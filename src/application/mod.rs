// SPDX-License-Identifier: MPL-2.0
//! Application layer - Ports the UI talks to.
//!
//! - [`port`]: Trait definitions (interfaces) for dependency inversion
//!
//! # Dependency Rule
//!
//! - Application layer depends on domain layer (uses domain types)
//! - Infrastructure layer implements application layer ports
//! - Presentation layer holds ports behind [`port::Services`] and never
//!   names a concrete adapter

pub mod port;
* * *
▸ YOUR GOAL: Repeat each record verbatim.

▸ RESULT OF THE EXERCISE:
filename src/application/mod.rs
// SPDX-License-Identifier: MPL-2.0
//! Application layer - Ports the UI talks to.
//!
//! - [`port`]: Trait definitions (interfaces) for dependency inversion
//!
//! # Dependency Rule
//!
//! - Application layer depends on domain layer (uses domain types)
//! - Infrastructure layer implements application layer ports
//! - Presentation layer holds ports behind [`port::Services`] and never
//!   names a concrete adapter

pub mod port;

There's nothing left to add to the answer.